TASK TO COMPLETE:
Each line of the data below from the one holding "let (kind, body)" to the one holding "let name_len = body", inclusive, is to be reproduced exactly; no other line belongs in the answer.

Entries taken from a collection:
[Start of Attachment]

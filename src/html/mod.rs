mod clean;

pub use clean::{BasicCleaner, HtmlCleaner};

#[derive(Clone, Copy, Debug, PartialEq, Eq)]
pub(crate) enum TagKind {
    Open,
    Close,
    SelfClosing,
}

#[derive(Clone, Copy, Debug)]
pub(crate) struct Tag<'a> {
    pub(crate) kind: TagKind,
    pub(crate) name: &'a str,
    pub(crate) raw: &'a str,
    /// Byte offset of `<` in the tokenized source.
    pub(crate) start: usize,
    /// Byte offset just past `>`.
    pub(crate) end: usize,
}

impl Tag<'_> {
    pub(crate) fn is(&self, name: &str) -> bool {
        self.name.eq_ignore_ascii_case(name)
    }

    pub(crate) fn is_list(&self) -> bool {
        self.is("ul") || self.is("ol")
    }

    pub(crate) fn opens(&self, name: &str) -> bool {
        self.kind == TagKind::Open && self.is(name)
    }

    pub(crate) fn closes(&self, name: &str) -> bool {
        self.kind == TagKind::Close && self.is(name)
    }
}

#[derive(Clone, Copy, Debug)]
pub(crate) enum Token<'a> {
    Text(&'a str),
    Tag(Tag<'a>),
    /// Comments, doctypes and processing instructions.
    Markup(&'a str),
}

impl<'a> Token<'a> {
    pub(crate) fn raw(&self) -> &'a str {
        match *self {
            Token::Text(s) | Token::Markup(s) => s,
            Token::Tag(tag) => tag.raw,
        }
    }
}

pub(crate) struct Tokenizer<'a> {
    src: &'a str,
    pos: usize,
}

impl<'a> Tokenizer<'a> {
    pub(crate) fn new(src: &'a str) -> Self {
        Tokenizer { src, pos: 0 }
    }

    fn text_until_next_tag(&mut self, from: usize) -> Token<'a> {
        let bytes = self.src.as_bytes();
        let mut end = from;
        while end < bytes.len() {
            if bytes[end] == b'<' && end > self.pos && starts_tag(&bytes[end..]) {
                break;
            }
            end += 1;
        }
        let text = &self.src[self.pos..end];
        self.pos = end;
        Token::Text(text)
    }
}

fn starts_tag(rest: &[u8]) -> bool {
    match rest.get(1) {
        Some(b'/') => rest.get(2).is_some_and(|c| c.is_ascii_alphabetic()),
        Some(b'!') | Some(b'?') => true,
        Some(c) => c.is_ascii_alphabetic(),
        None => false,
    }
}

/// Find the `>` closing a tag that starts at `start`, skipping quoted attribute values.
fn tag_end(bytes: &[u8], start: usize) -> Option<usize> {
    let mut quote = None;
    for (i, &b) in bytes.iter().enumerate().skip(start + 1) {
        match quote {
            Some(q) if b == q => quote = None,
            Some(_) => {}
            None if b == b'"' || b == b'\'' => quote = Some(b),
            None if b == b'>' => return Some(i + 1),
            None if b == b'<' => return None,
            None => {}
        }
    }
    None
}

fn parse_tag(raw: &str, start: usize) -> Tag<'_> {
    let inner = &raw[1..raw.len() - 1];
    let (kind, body) = match inner.strip_prefix('/') {
        Some(body) => (TagKind::Close, body),
        None if inner.trim_end().ends_with('/') => (TagKind::SelfClosing, inner),
        None => (TagKind::Open, inner),
    };
    let name_len = body
        .find(|c: char| c.is_ascii_whitespace() || c == '/' || c == '>')
        .unwrap_or(body.len());
    Tag {
        kind,
        name: &body[..name_len],
        raw,
        start,
        end: start + raw.len(),
    }
}

impl<'a> Iterator for Tokenizer<'a> {
    type Item = Token<'a>;

    fn next(&mut self) -> Option<Token<'a>> {
        let src = self.src;
        let bytes = src.as_bytes();
        let start = self.pos;
        if start >= bytes.len() {
            return None;
        }
        if bytes[start] != b'<' || !starts_tag(&bytes[start..]) {
            return Some(self.text_until_next_tag(start));
        }

        let rest = &src[start..];
        if rest.starts_with("<!--") {
            let end = rest[4..]
                .find("-->")
                .map(|i| start + 4 + i + 3)
                .unwrap_or(bytes.len());
            self.pos = end;
            return Some(Token::Markup(&src[start..end]));
        }

        let Some(end) = tag_end(bytes, start) else {
            // A lone `<` that never closes is plain text.
            return Some(self.text_until_next_tag(start + 1));
        };
        self.pos = end;
        let raw = &src[start..end];
        if matches!(bytes[start + 1], b'!' | b'?') {
            return Some(Token::Markup(raw));
        }
        Some(Token::Tag(parse_tag(raw, start)))
    }
}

[End of Attachment]

RESULT OF THIS EXERCISE:
    let (kind, body) = match inner.strip_prefix('/') {
        Some(body) => (TagKind::Close, body),
        None if inner.trim_end().ends_with('/') => (TagKind::SelfClosing, inner),
        None => (TagKind::Open, inner),
    };
    let name_len = body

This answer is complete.